Fig. 1.

Synergy between loss of Wnt7a and loss of Wnt7b in the severity of limb development phenotypes. (A) Littermate WT (left) and Cdx2-Cre;Wnt7a^−/−;Wnt7b^CKO/− (right) E18 mice showing severe truncations of fore and hind limbs (white arrows) following efficient Cre-mediated recombination in the caudal embryo and less efficient Cre-mediated recombination in the rostral embryo. Front and side views of one WT and two mutant embryos. (B) Alcian Blue staining at E15 showing progressively more severe truncations with progressively reduced Wnt7a and Wnt7b function (from left to right). Insets, images of the foot rotated to more clearly show the digits. (C) Quantification of E15 limb skeletal defects with progressively reduced Wnt7a and Wnt7b function (from left-to-right).
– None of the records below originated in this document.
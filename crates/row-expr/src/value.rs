//! Runtime values.

use std::cmp::Ordering;
use std::collections::BTreeMap;
use std::fmt;

/// A value produced or consumed by an expression.
#[derive(Debug, Clone, PartialEq)]
pub enum Value {
    Null,
    Bool(bool),
    Int(i64),
    Float(f64),
    Str(String),
    Bytes(Vec<u8>),
    List(Vec<Value>),
    Map(BTreeMap<String, Value>),
}

impl Value {
    pub fn type_name(&self) -> &'static str {
        match self {
            Value::Null => "nil",
            Value::Bool(_) => "bool",
            Value::Int(_) => "int",
            Value::Float(_) => "float",
            Value::Str(_) => "string",
            Value::Bytes(_) => "bytes",
            Value::List(_) => "array",
            Value::Map(_) => "map",
        }
    }

    pub fn as_bool(&self) -> Option<bool> {
        match self {
            Value::Bool(b) => Some(*b),
            _ => None,
        }
    }

    fn as_number(&self) -> Option<f64> {
        match self {
            Value::Int(i) => Some(*i as f64),
            Value::Float(f) => Some(*f),
            _ => None,
        }
    }

    /// Equality used by `==`, `in` and `mapTo`.
    ///
    /// Integers and floats compare numerically; text and bytes compare by
    /// their byte content.
    pub fn loose_eq(&self, other: &Value) -> bool {
        match (self, other) {
            (Value::Int(a), Value::Int(b)) => a == b,
            (Value::Int(_) | Value::Float(_), Value::Int(_) | Value::Float(_)) => {
                self.as_number() == other.as_number()
            }
            (Value::Str(a), Value::Bytes(b)) | (Value::Bytes(b), Value::Str(a)) => {
                a.as_bytes() == b.as_slice()
            }
            (Value::List(a), Value::List(b)) => {
                a.len() == b.len() && a.iter().zip(b).all(|(x, y)| x.loose_eq(y))
            }
            _ => self == other,
        }
    }

    /// Ordering used by `<`, `<=`, `>`, `>=`. Only numbers and text order.
    pub fn compare(&self, other: &Value) -> Option<Ordering> {
        match (self, other) {
            (Value::Int(a), Value::Int(b)) => Some(a.cmp(b)),
            (Value::Int(_) | Value::Float(_), Value::Int(_) | Value::Float(_)) => {
                self.as_number()?.partial_cmp(&other.as_number()?)
            }
            (Value::Str(a), Value::Str(b)) => Some(a.cmp(b)),
            _ => None,
        }
    }
}

impl From<bool> for Value {
    fn from(v: bool) -> Self {
        Value::Bool(v)
    }
}

impl From<i64> for Value {
    fn from(v: i64) -> Self {
        Value::Int(v)
    }
}

impl From<f64> for Value {
    fn from(v: f64) -> Self {
        Value::Float(v)
    }
}

impl From<&str> for Value {
    fn from(v: &str) -> Self {
        Value::Str(v.to_string())
    }
}

impl From<String> for Value {
    fn from(v: String) -> Self {
        Value::Str(v)
    }
}

impl fmt::Display for Value {
    fn fmt(&self, f: &mut fmt::Formatter<'_>) -> fmt::Result {
        match self {
            Value::Null => f.write_str("nil"),
            Value::Bool(b) => write!(f, "{b}"),
            Value::Int(i) => write!(f, "{i}"),
            Value::Float(x) => write!(f, "{x}"),
            Value::Str(s) => write!(f, "{s:?}"),
            Value::Bytes(b) => write!(f, "<{} bytes>", b.len()),
            Value::List(items) => {
                f.write_str("[")?;
                for (i, item) in items.iter().enumerate() {
                    if i > 0 {
                        f.write_str(", ")?;
                    }
                    write!(f, "{item}")?;
                }
                f.write_str("]")
            }
            Value::Map(map) => {
                f.write_str("{")?;
                for (i, (k, v)) in map.iter().enumerate() {
                    if i > 0 {
                        f.write_str(", ")?;
                    }
                    write!(f, "{k}: {v}")?;
                }
                f.write_str("}")
            }
        }
    }
}
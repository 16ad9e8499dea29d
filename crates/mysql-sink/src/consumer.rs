use std::sync::Arc;

use anyhow::Result;
use sink::Consumer;
use sync_core::ChangeEvent;
use tokio::sync::Mutex;
use tracing::{debug, error};

use crate::executor::StatementExecutor;
use crate::mapping::TableMapping;
use crate::statement::StatementGenerator;

/// Writes one mapped table into a MySQL destination.
///
/// Writes are serialized: an event is fully applied before the next one
/// accepted by this consumer starts.
pub struct MySQLConsumer {
    name: String,
    generator: StatementGenerator,
    executor: Arc<dyn StatementExecutor>,
    writer: Mutex<()>,
}

impl MySQLConsumer {
    pub fn new(
        name: impl Into<String>,
        mapping: TableMapping,
        executor: Arc<dyn StatementExecutor>,
    ) -> Self {
        Self {
            name: name.into(),
            generator: StatementGenerator::new(mapping),
            executor,
            writer: Mutex::new(()),
        }
    }

    pub fn mapping(&self) -> &TableMapping {
        self.generator.mapping()
    }
}

#[async_trait::async_trait]
impl Consumer for MySQLConsumer {
    fn name(&self) -> &str {
        &self.name
    }

    fn handles(&self, event: &ChangeEvent) -> bool {
        self.generator.mapping().handles(event)
    }

    async fn accept(&self, event: &ChangeEvent) -> Result<()> {
        let _writer = self.writer.lock().await;

        let plan = match self.generator.generate(event) {
            Ok(plan) => plan,
            Err(e) => {
                error!(
                    consumer = %self.name,
                    table = %event.table,
                    action = %event.action,
                    "Skipping event: {e}"
                );
                return Ok(());
            }
        };
        if plan.is_empty() {
            return Ok(());
        }

        let result = if plan.atomic {
            self.executor.execute_atomic(&plan.statements).await
        } else {
            let mut result = Ok(());
            for statement in &plan.statements {
                result = self.executor.execute(statement).await;
                if result.is_err() {
                    break;
                }
            }
            result
        };

        match &result {
            Ok(()) => debug!(
                consumer = %self.name,
                statements = plan.statements.len(),
                rows = event.image_count(),
                "Applied event"
            ),
            Err(e) => error!(
                consumer = %self.name,
                sql = %plan.statements[0].sql,
                params = ?plan.statements[0].params,
                "Write failed: {e:#}"
            ),
        }
        result
    }
}
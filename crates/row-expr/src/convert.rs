//! Conversions between row values and expression values.

use sync_core::RowValue;

use crate::Value;

/// Convert a column value into an expression value.
///
/// Valid UTF-8 byte strings become text. Temporal values become their
/// canonical text form so they can be compared against string literals.
pub fn from_row_value(value: &RowValue) -> Value {
    match value {
        RowValue::Null => Value::Null,
        RowValue::Int(i) => Value::Int(*i),
        RowValue::UInt(u) => match i64::try_from(*u) {
            Ok(i) => Value::Int(i),
            Err(_) => Value::Float(*u as f64),
        },
        RowValue::Float(f) => Value::Float(f64::from(*f)),
        RowValue::Double(d) => Value::Float(*d),
        RowValue::Bytes(b) => match String::from_utf8(b.clone()) {
            Ok(s) => Value::Str(s),
            Err(_) => Value::Bytes(b.clone()),
        },
        RowValue::Date { .. } | RowValue::Time { .. } => {
            Value::Str(value.to_string().trim_matches('\'').to_string())
        }
    }
}

/// Convert an expression result back into a bindable column value.
pub fn to_row_value(value: Value) -> RowValue {
    match value {
        Value::Null => RowValue::Null,
        Value::Bool(b) => RowValue::Int(i64::from(b)),
        Value::Int(i) => RowValue::Int(i),
        Value::Float(f) => RowValue::Double(f),
        Value::Str(s) => RowValue::Bytes(s.into_bytes()),
        Value::Bytes(b) => RowValue::Bytes(b),
        other @ (Value::List(_) | Value::Map(_)) => {
            RowValue::Bytes(to_json(&other).to_string().into_bytes())
        }
    }
}

fn to_json(value: &Value) -> serde_json::Value {
    match value {
        Value::Null => serde_json::Value::Null,
        Value::Bool(b) => serde_json::Value::Bool(*b),
        Value::Int(i) => serde_json::Value::from(*i),
        Value::Float(f) => serde_json::Value::from(*f),
        Value::Str(s) => serde_json::Value::String(s.clone()),
        Value::Bytes(b) => serde_json::Value::String(String::from_utf8_lossy(b).into_owned()),
        Value::List(items) => serde_json::Value::Array(items.iter().map(to_json).collect()),
        Value::Map(map) => serde_json::Value::Object(
            map.iter().map(|(k, v)| (k.clone(), to_json(v))).collect(),
        ),
    }
}

#[cfg(test)]
mod tests {
    use super::*;

    #[test]
    fn test_text_bytes_become_strings() {
        assert_eq!(from_row_value(&RowValue::from("abc")), Value::Str("abc".into()));
        assert_eq!(
            from_row_value(&RowValue::Bytes(vec![0xff])),
            Value::Bytes(vec![0xff])
        );
    }

    #[test]
    fn test_large_unsigned_becomes_float() {
        assert_eq!(from_row_value(&RowValue::UInt(7)), Value::Int(7));
        assert_eq!(
            from_row_value(&RowValue::UInt(u64::MAX)),
            Value::Float(u64::MAX as f64)
        );
    }

    #[test]
    fn test_dates_become_text() {
        let date = RowValue::Date {
            year: 2024,
            month: 3,
            day: 9,
            hour: 0,
            minute: 0,
            second: 0,
            micros: 0,
        };
        assert_eq!(
            from_row_value(&date),
            Value::Str("2024-03-09 00:00:00.000000".into())
        );
    }

    #[test]
    fn test_back_to_row_value() {
        assert_eq!(to_row_value(Value::Bool(true)), RowValue::Int(1));
        assert_eq!(to_row_value(Value::Str("x".into())), RowValue::from("x"));
        assert_eq!(
            to_row_value(Value::List(vec![Value::Int(1), Value::Int(2)])),
            RowValue::from("[1,2]")
        );
    }
}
The scoring procedure is described in the Materials and Methods section. In C, a comparison between the fourth and fifth genotypes (Wnt7a^−/−;Wnt7b^+/+ versus Wnt7a^−/−;Wnt7b^CKO/+) and between the eighth and ninth genotypes (Wnt7a^−/−;Wnt7b^+/− versus Wnt7a^−/−;Wnt7b^CKO/−) shows a modestly greater phenotype score with the Wnt7b CKO allele compared with the WT allele, suggesting that the introduction of loxP sites may be reducing Wnt7b expression. P-values were calculated using the non-parametric Mann–Whitney–Wilcoxon test. Error bars show the mean±s.d. Each circle represents a single limb.